The Court has already held that those principles apply in the public-health sphere. The aforementioned positive obligations require States to make regulations compelling hospitals, whether public or private, to adopt appropriate measures for the protection of their patients’ lives. They also require an effective independent judicial system to be set up so that the cause of death of patients in the care of the medical profession, whether in the public or the private sector, can be determined and those responsible made accountable (Erikson v. Italy (dec.), no. 37900/97, 26 October 1999; and Powell v. the United Kingdom (dec.), no. 45305/99, ECHR 2000-V).

The Court is of the view that the same principles apply where, as in the present case, an infringement of the right to life arose in the context of a death caused by a traffic accident.

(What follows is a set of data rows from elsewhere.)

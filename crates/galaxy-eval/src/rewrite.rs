use std::cmp::Reverse;
use std::collections::BinaryHeap;

use galaxy_core::{GalaxyError, Op, Term, TermArena, TermId};
use galaxy_reader::read_program;
use hashbrown::HashSet;
use tracing::{debug, warn};

use crate::eval::Evaluator;
use crate::matcher::{instantiate, match_term, placeholders};
use crate::operators;
use crate::store::TermStore;

/// Combinator equations, written as pattern lines.
pub const STANDARD_RULES: &str = r#"
ap i x0 = x0
ap ap t x0 x1 = x0
ap ap f x0 x1 = x1
ap ap ap s x0 x1 x2 = ap ap x0 x2 ap x1 x2
ap ap ap c x0 x1 x2 = ap ap x0 x2 x1
ap ap ap b x0 x1 x2 = ap x0 ap x1 x2
ap ap ap cons x0 x1 x2 = ap ap x2 x0 x1
ap car ap ap cons x0 x1 = x0
ap cdr ap ap cons x0 x1 = x1
ap car x0 = ap x0 t
ap cdr x0 = ap x0 f
ap nil x0 = t
ap isnil nil = t
ap isnil ap ap cons x0 x1 = f
"#;

/// Positions visited per candidate before successor generation stops.
const MAX_POSITIONS: usize = 4096;

#[derive(Debug, Clone, Copy, PartialEq, Eq)]
pub struct Rule {
    pub pattern: TermId,
    pub replacement: TermId,
}

/// An ordered list of rewrite rules, optionally with native folding of
/// integer arithmetic.
#[derive(Debug, Clone, Default)]
pub struct RuleSet {
    rules: Vec<Rule>,
    fold_natives: bool,
}

impl RuleSet {
    /// No rules and no folding.
    pub fn new() -> Self {
        Self::default()
    }

    /// The combinator equations plus native arithmetic.
    pub fn standard(arena: &mut TermArena) -> Result<Self, GalaxyError> {
        let mut rules = RuleSet {
            rules: Vec::new(),
            fold_natives: true,
        };
        rules.load(arena, STANDARD_RULES)?;
        Ok(rules)
    }

    pub fn with_native_folding(mut self, on: bool) -> Self {
        self.fold_natives = on;
        self
    }

    pub fn folds_natives(&self) -> bool {
        self.fold_natives
    }

    /// Append a rule.
    ///
    /// The pattern cannot be a bare placeholder, and every placeholder in
    /// the replacement must occur in the pattern.
    pub fn push(
        &mut self,
        arena: &TermArena,
        pattern: TermId,
        replacement: TermId,
    ) -> Result<(), GalaxyError> {
        if let Term::Placeholder(n) = arena.term(pattern) {
            return Err(GalaxyError::malformed(format!(
                "pattern x{n} would match every term"
            )));
        }
        let bound = placeholders(arena, pattern);
        if let Some(free) = placeholders(arena, replacement)
            .into_iter()
            .find(|n| !bound.contains(n))
        {
            return Err(GalaxyError::malformed(format!(
                "placeholder x{free} in {} does not occur in {}",
                arena.describe(replacement),
                arena.describe(pattern)
            )));
        }
        self.rules.push(Rule {
            pattern,
            replacement,
        });
        Ok(())
    }

    /// Read `<pattern> = <replacement>` lines and append each.
    pub fn load(&mut self, arena: &mut TermArena, src: &str) -> Result<usize, GalaxyError> {
        let defs = read_program(arena, src)?;
        for def in &defs {
            self.push(arena, def.lhs, def.rhs)
                .map_err(|e| e.with_note(format!("in rule at line {}", def.span.line)))?;
        }
        Ok(defs.len())
    }

    /// Turn each of the evaluator's definitions into a `name = body` rule.
    pub fn add_definitions(&mut self, evaluator: &Evaluator) -> Result<usize, GalaxyError> {
        let mut defs: Vec<_> = evaluator.definitions().collect();
        defs.sort();
        for (name, body) in &defs {
            self.push(evaluator.arena(), *name, *body)?;
        }
        Ok(defs.len())
    }

    pub fn len(&self) -> usize {
        self.rules.len()
    }

    pub fn is_empty(&self) -> bool {
        self.rules.is_empty()
    }

    pub fn iter(&self) -> impl Iterator<Item = &Rule> {
        self.rules.iter()
    }
}

#[derive(Debug, Clone, Copy, PartialEq, Eq)]
pub struct SearchBudget {
    /// Candidates expanded before giving up.
    pub max_steps: usize,
    /// Candidates held in the frontier; further successors are dropped.
    pub max_queue: usize,
    /// Successors generated per candidate.
    pub max_successors: usize,
}

impl Default for SearchBudget {
    fn default() -> Self {
        SearchBudget {
            max_steps: 10_000,
            max_queue: 50_000,
            max_successors: 64,
        }
    }
}

/// When the search may stop early.
#[derive(Debug, Clone, Copy, PartialEq, Eq)]
pub enum Goal {
    /// Only a candidate without successors ends the search.
    NormalForm,
    /// Also stop at the first candidate built from integers, `nil` and
    /// `cons` pairs.
    Data,
}

impl Goal {
    fn reached(self, arena: &TermArena, term: TermId) -> bool {
        match self {
            Goal::NormalForm => false,
            Goal::Data => is_data(arena, term),
        }
    }
}

fn is_data(arena: &TermArena, term: TermId) -> bool {
    let mut work = vec![term];
    while let Some(next) = work.pop() {
        if arena.as_int(next).is_some() || arena.is_op(next, Op::Nil) {
            continue;
        }
        match arena.pair_parts(next) {
            Some((head, tail)) => {
                work.push(tail);
                work.push(head);
            }
            None => return false,
        }
    }
    true
}

#[derive(Debug, Clone, Copy, PartialEq, Eq)]
pub enum Status {
    /// A candidate with no successors.
    Normal,
    /// The goal predicate held.
    Goal,
    /// Budget spent or frontier drained; the smallest candidate seen.
    GaveUp,
}

#[derive(Debug, Clone, Copy, PartialEq, Eq)]
pub struct Simplified {
    pub term: TermId,
    pub status: Status,
    pub steps: usize,
}

impl Simplified {
    pub fn gave_up(&self) -> bool {
        self.status == Status::GaveUp
    }

    /// The term, or `BudgetExceeded` if the search gave up.
    pub fn into_result(self) -> Result<TermId, GalaxyError> {
        match self.status {
            Status::GaveUp => Err(GalaxyError::BudgetExceeded { steps: self.steps }),
            _ => Ok(self.term),
        }
    }
}

/// Where a position sits under its parent, carrying the sibling.
#[derive(Debug, Clone, Copy)]
enum Side {
    Fun { arg: TermId },
    Arg { fun: TermId },
}

#[derive(Debug, Clone, Copy)]
struct Position {
    node: TermId,
    parent: Option<(usize, Side)>,
}

/// Best-first search over one-step rewrites, smallest term first.
pub struct Simplifier<'r> {
    rules: &'r RuleSet,
    budget: SearchBudget,
}

impl<'r> Simplifier<'r> {
    pub fn new(rules: &'r RuleSet, budget: SearchBudget) -> Self {
        Simplifier { rules, budget }
    }

    pub fn simplify(&self, store: &mut TermStore, term: TermId) -> Result<Simplified, GalaxyError> {
        self.simplify_until(store, term, Goal::NormalForm)
    }

    pub fn simplify_until(
        &self,
        store: &mut TermStore,
        term: TermId,
        goal: Goal,
    ) -> Result<Simplified, GalaxyError> {
        let mut queue = BinaryHeap::new();
        let mut seen = HashSet::new();
        let mut seq = 0u64;
        let mut best = (store.arena().size(term), term);
        queue.push(Reverse((best.0, seq, term)));
        seen.insert(term);

        let mut steps = 0;
        while let Some(Reverse((_, _, candidate))) = queue.pop() {
            if goal.reached(store.arena(), candidate) {
                debug!(steps, "rewrite goal reached");
                return Ok(Simplified {
                    term: candidate,
                    status: Status::Goal,
                    steps,
                });
            }
            if steps >= self.budget.max_steps {
                break;
            }
            steps += 1;

            let next = self.successors(store, candidate)?;
            if next.is_empty() {
                debug!(steps, "rewrite reached a normal form");
                return Ok(Simplified {
                    term: candidate,
                    status: Status::Normal,
                    steps,
                });
            }
            for succ in next {
                if !seen.insert(succ) {
                    continue;
                }
                let size = store.arena().size(succ);
                if size < best.0 {
                    best = (size, succ);
                }
                if queue.len() < self.budget.max_queue {
                    seq += 1;
                    queue.push(Reverse((size, seq, succ)));
                }
            }
        }

        warn!(
            steps,
            best = %store.arena().describe(best.1),
            "rewrite search gave up"
        );
        Ok(Simplified {
            term: best.1,
            status: Status::GaveUp,
            steps,
        })
    }

    /// Every term one rewrite away from `term`, outermost then leftmost
    /// position first, rules in order at each position.
    pub fn successors(
        &self,
        store: &mut TermStore,
        term: TermId,
    ) -> Result<Vec<TermId>, GalaxyError> {
        let mut out = Vec::new();
        let mut positions: Vec<Position> = Vec::new();
        let mut work = vec![Position {
            node: term,
            parent: None,
        }];

        while let Some(pos) = work.pop() {
            if positions.len() >= MAX_POSITIONS {
                break;
            }
            let index = positions.len();
            positions.push(pos);

            for rewritten in self.rewrites_at(store, pos.node)? {
                out.push(rebuild(store, &positions, index, rewritten));
                if out.len() >= self.budget.max_successors {
                    return Ok(out);
                }
            }

            if let Some((f, x)) = store.arena().children(pos.node) {
                work.push(Position {
                    node: x,
                    parent: Some((index, Side::Arg { fun: f })),
                });
                work.push(Position {
                    node: f,
                    parent: Some((index, Side::Fun { arg: x })),
                });
            }
        }
        Ok(out)
    }

    fn rewrites_at(&self, store: &mut TermStore, node: TermId) -> Result<Vec<TermId>, GalaxyError> {
        let mut found = Vec::new();
        for rule in &self.rules.rules {
            if let Some(bindings) = match_term(store.arena(), node, rule.pattern) {
                let rewritten = instantiate(store, rule.replacement, &bindings)?;
                if rewritten != node {
                    found.push(rewritten);
                }
            }
        }
        if self.rules.fold_natives {
            if let Some(folded) = fold(store, node) {
                found.push(folded);
            }
        }
        Ok(found)
    }
}

/// Replace the node at `positions[index]` and rebuild its ancestors.
fn rebuild(store: &mut TermStore, positions: &[Position], index: usize, node: TermId) -> TermId {
    let mut built = node;
    let mut at = index;
    while let Some((parent, side)) = positions[at].parent {
        built = match side {
            Side::Fun { arg } => store.app(built, arg),
            Side::Arg { fun } => store.app(fun, built),
        };
        at = parent;
    }
    built
}

/// Evaluate `neg add mul div lt eq` when their operands are integer
/// leaves. `eq` of one term with itself is `t` whatever the term.
fn fold(store: &mut TermStore, node: TermId) -> Option<TermId> {
    let arena = store.arena();
    let mut args = Vec::with_capacity(2);
    let mut head = node;
    while let Some((f, x)) = arena.children(head) {
        if args.len() == 2 {
            return None;
        }
        args.push(x);
        head = f;
    }
    args.reverse();

    let op = arena.as_op(head)?;
    match (op, args.len()) {
        (Op::Neg, 1) | (Op::Add | Op::Mul | Op::Div | Op::Lt, 2) => {}
        (Op::Eq, 2) if arena.structurally_equal(args[0], args[1]) => {
            return Some(store.op(Op::T));
        }
        (Op::Eq, 2) => {}
        _ => return None,
    }
    if !args.iter().all(|a| arena.as_int(*a).is_some()) {
        return None;
    }
    // division by zero stays unreduced
    operators::reduce(store, op, &args).ok()
}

Although the right to have third parties prosecuted or sentenced for a criminal offence cannot be asserted independently (Perez v. France [GC], no. 47287/99, § 70, ECHR 2004-I), the Court has stated on a number of occasions that an effective judicial system, as required by Article 2, may, and under certain circumstances must, include recourse to the criminal law. However, if the infringement of the right to life or to personal integrity is not caused intentionally, the positive obligation imposed by Article 2 to set up an effective judicial system does not necessarily require the provision of a criminal-law remedy in every case. The obligation may for instance also be satisfied if the legal system affords victims a remedy in the civil courts, either alone or in conjunction with a remedy in the criminal courts (Calvelli and Ciglio v. Italy [GC], no. 32967/96, §§ 51-53; ECHR 2002-I; Byrzykowski v. Poland, no. 11562/05, 27 June 2006, § 06, mutatis mutandis).

Lastly, the Court recalls that the scope of the State’s procedural obligation is one of means, not of result; the authorities must have undertaken all reasonable steps available to them to secure the evidence concerning the incident (see, mutatis mutandis, Menson v. the United Kingdom (dec.), no. 47916/99, ECHR 2003-V).

In this connection, the Court observes that it has not been shown or argued that regulations governing road traffic and the safety of road users had not been enacted by the public authorities.

It further observes that it was open to the applicant to initiate a criminal investigation into the events of the case. Moreover, it was open to her to seek compensation for her husband’s death. The applicant availed herself of the criminal law remedy and also sought compensation. The Court notes that under Polish law nothing prevents a victim of a criminal offence or his/her relatives from claiming damages before a civil court concurrently with the criminal case or after a decision has been given in such a case, regardless of its outcome. Hence, the Court finds no indication that there has been any failure on the part of the State to provide a procedure whereby the criminal and civil responsibility of persons who might be held answerable for the applicant’s husband’s death could be established.

The Court observes that the authorities took, in both sets of criminal proceedings, all reasonable steps to find the driver responsible for the applicant’s husband’s death and to bring the driver to justice. Voluminous evidence was taken in this connection. The applicant participated actively in the proceedings and availed herself of her procedural rights to influence their course. Her motions for evidence to be taken were often allowed. In particular, the fifth and sixth expert opinions were prepared following her requests. Notwithstanding the length of time taken to conclude the proceedings, the driver of the Ford was ultimately convicted of the offence and sentenced. The mere fact that the driver of the Fiat was not found does not, by itself, suffice for a finding that in the present case the State failed in its procedural obligations. 

It follows that the application must be rejected pursuant to Article 35 §§ 1 and 4 of the Convention.

Having regard to the above conclusion, the application of Article 29 § 3 of the Convention the case should be discontinued.

For these reasons, the Court unanimously

Declares the application inadmissible.